D-bifunctional protein deficiency

What causes D-bifunctional protein (DBP) deficiency?

DBP deficiency is caused by mutations in the HSD17B4 gene. This gene codes for a special type of protein, called D-bifunctional protein, which is an enzyme (helps biochemical reactions take place). The D-bifunctional protein is found in structures within our cells called peroxisomes, which contain several different enzymes that break down different substances. The D-bifunctional protein is involved in breaking down products of fats in our diet called fatty acids. The protein has two separate parts with different enzyme activity, called hydratase and dehydrogenase domains.
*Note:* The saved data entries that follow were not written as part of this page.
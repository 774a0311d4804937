use crate::abi::{ParamType, Token};
use crate::Address;
use crate::Error;
use num256::Uint256;

fn word(data: &[u8], slot: usize) -> Result<&[u8], Error> {
    data.get(slot * 32..slot * 32 + 32)
        .ok_or_else(|| Error::EncodingError(format!("return data too short at word {slot}")))
}

fn read_usize(word: &[u8]) -> Result<usize, Error> {
    if word[..24].iter().any(|b| *b != 0) {
        return Err(Error::EncodingError(
            "length or offset does not fit usize".to_string(),
        ));
    }
    let mut buf = [0u8; 8];
    buf.copy_from_slice(&word[24..]);
    Ok(u64::from_be_bytes(buf) as usize)
}

/// Decodes one parameter starting at head `slot`, returning the token
/// and the number of head slots it consumed.
fn decode_param(param: &ParamType, data: &[u8], slot: usize) -> Result<(Token, usize), Error> {
    match param {
        ParamType::Uint(_) => Ok((Token::Uint(Uint256::from_be_bytes(word(data, slot)?)), 1)),
        ParamType::Int(_) => Ok((Token::Int(Uint256::from_be_bytes(word(data, slot)?)), 1)),
        ParamType::Address => {
            let word = word(data, slot)?;
            Ok((Token::Address(Address::from_slice(&word[12..])?), 1))
        }
        ParamType::Bool => Ok((Token::Bool(word(data, slot)?[31] != 0), 1)),
        ParamType::FixedBytes(size) => {
            Ok((Token::FixedBytes(word(data, slot)?[..*size].to_vec()), 1))
        }
        ParamType::Bytes | ParamType::String => {
            let offset = read_usize(word(data, slot)?)?;
            let len_word = data
                .get(offset..offset + 32)
                .ok_or_else(|| Error::EncodingError("dynamic offset out of range".to_string()))?;
            let len = read_usize(len_word)?;
            let bytes = data
                .get(offset + 32..offset + 32 + len)
                .ok_or_else(|| Error::EncodingError("dynamic data out of range".to_string()))?
                .to_vec();
            if let ParamType::String = param {
                let s = String::from_utf8(bytes).map_err(|_| {
                    Error::EncodingError("string return is not valid utf8".to_string())
                })?;
                Ok((Token::String(s), 1))
            } else {
                Ok((Token::Bytes(bytes), 1))
            }
        }
        ParamType::Array(inner) => {
            if inner.is_dynamic() {
                return Err(Error::EncodingError(
                    "arrays of dynamic types are not supported".to_string(),
                ));
            }
            let offset = read_usize(word(data, slot)?)?;
            let tail = data
                .get(offset..)
                .ok_or_else(|| Error::EncodingError("dynamic offset out of range".to_string()))?;
            let len = read_usize(word(tail, 0)?)?;
            let mut tokens = Vec::with_capacity(len);
            for i in 0..len {
                let (token, _) = decode_param(inner, &tail[32..], i)?;
                tokens.push(token);
            }
            Ok((Token::Array(tokens), 1))
        }
        ParamType::FixedArray(inner, size) => {
            if inner.is_dynamic() {
                return Err(Error::EncodingError(
                    "arrays of dynamic types are not supported".to_string(),
                ));
            }
            let mut tokens = Vec::with_capacity(*size);
            let mut consumed = 0;
            for _ in 0..*size {
                let (token, used) = decode_param(inner, data, slot + consumed)?;
                tokens.push(token);
                consumed += used;
            }
            Ok((Token::Array(tokens), consumed))
        }
    }
}

/// Decodes ABI return data against the declared output types.
///
/// The same flat subset is supported as on the encoding side.
pub fn decode_tokens(params: &[ParamType], data: &[u8]) -> Result<Vec<Token>, Error> {
    let mut tokens = Vec::with_capacity(params.len());
    let mut slot = 0;
    for param in params {
        let (token, used) = decode_param(param, data, slot)?;
        tokens.push(token);
        slot += used;
    }
    Ok(tokens)
}

#[cfg(test)]
mod tests {
    use super::*;
    use crate::abi::encode_tokens;
    use crate::utils::hex_str_to_bytes;

    #[test]
    fn decode_single_int() {
        let data = hex_str_to_bytes(
            "0000000000000000000000000000000000000000000000000000000000000003",
        )
        .unwrap();
        let tokens = decode_tokens(&[ParamType::Int(256)], &data).unwrap();
        assert_eq!(tokens, vec![Token::Int(3u8.into())]);
        assert_eq!(tokens[0].as_uint().unwrap(), 3u8.into());
    }

    #[test]
    fn decode_uint_and_bool() {
        let data = hex_str_to_bytes(concat!(
            "0000000000000000000000000000000000000000000000000000000000000045",
            "0000000000000000000000000000000000000000000000000000000000000001"
        ))
        .unwrap();
        let tokens = decode_tokens(&[ParamType::Uint(32), ParamType::Bool], &data).unwrap();
        assert_eq!(tokens, vec![Token::Uint(69u8.into()), Token::Bool(true)]);
    }

    #[test]
    fn decode_address() {
        let data = hex_str_to_bytes(
            "0000000000000000000000001234567890abcdef1234567890abcdef12345678",
        )
        .unwrap();
        let tokens = decode_tokens(&[ParamType::Address], &data).unwrap();
        assert_eq!(
            tokens,
            vec![Token::Address(
                "1234567890ABCDEF1234567890ABCDEF12345678".parse().unwrap()
            )]
        );
    }

    #[test]
    fn decode_string() {
        let data = hex_str_to_bytes(concat!(
            "0000000000000000000000000000000000000000000000000000000000000020",
            "0000000000000000000000000000000000000000000000000000000000000006",
            "666f6f6261720000000000000000000000000000000000000000000000000000"
        ))
        .unwrap();
        let tokens = decode_tokens(&[ParamType::String], &data).unwrap();
        assert_eq!(tokens, vec![Token::from("foobar")]);
    }

    #[test]
    fn decode_truncated_data() {
        let data = hex_str_to_bytes("00000000000000000000000000000000").unwrap();
        assert!(decode_tokens(&[ParamType::Uint(256)], &data).is_err());
    }

    #[test]
    fn round_trips() {
        let tokens = vec![
            Token::Uint(69u8.into()),
            Token::from("gavofyork"),
            Token::Bool(true),
            Token::Array(vec![1u32.into(), 2u32.into(), 3u32.into()]),
        ];
        let params = [
            ParamType::Uint(256),
            ParamType::String,
            ParamType::Bool,
            ParamType::Array(Box::new(ParamType::Uint(256))),
        ];
        let encoded = encode_tokens(&tokens).unwrap();
        assert_eq!(decode_tokens(&params, &encoded).unwrap(), tokens);
    }
}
These domains help carry out the second and third steps of a metabolic process called the peroxisomal fatty acid beta-oxidation pathway. This pathway breaks down fatty acid molecules so they can be transported out of the peroxisomes for reuse by the cell.
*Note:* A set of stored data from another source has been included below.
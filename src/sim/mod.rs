/// Mediator and outcome composition with inertia.
pub mod composer;
pub mod engine;
/// Evenly spaced interval timestamps.
pub mod grid;
pub mod report;
pub mod types;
Mutations in the HSD17B4 gene that cause D-bifunctional protein deficiency can affect one or both of the protein's functions. Although this does not seem to affect the severity of the symptoms of the disorder, the condition may be grouped into three types based on which enzyme(s) is/are deficient:

  • Type 1 - deficiency of both enzymes
  • Type 2 - deficiency of hydratase
  • Type 3 - deficiency of dehydrogenase

Impairment of one or both of the protein's functions prevents the ability of the protein from breaking down fatty acids properly, resulting in a buildup of fatty acids in the body. It is not clear how the fatty acid buildup leads to the symptoms of this disorder.

Last updated on 05-01-20

How is D-bifunctional protein (DBP) deficiency diagnosed?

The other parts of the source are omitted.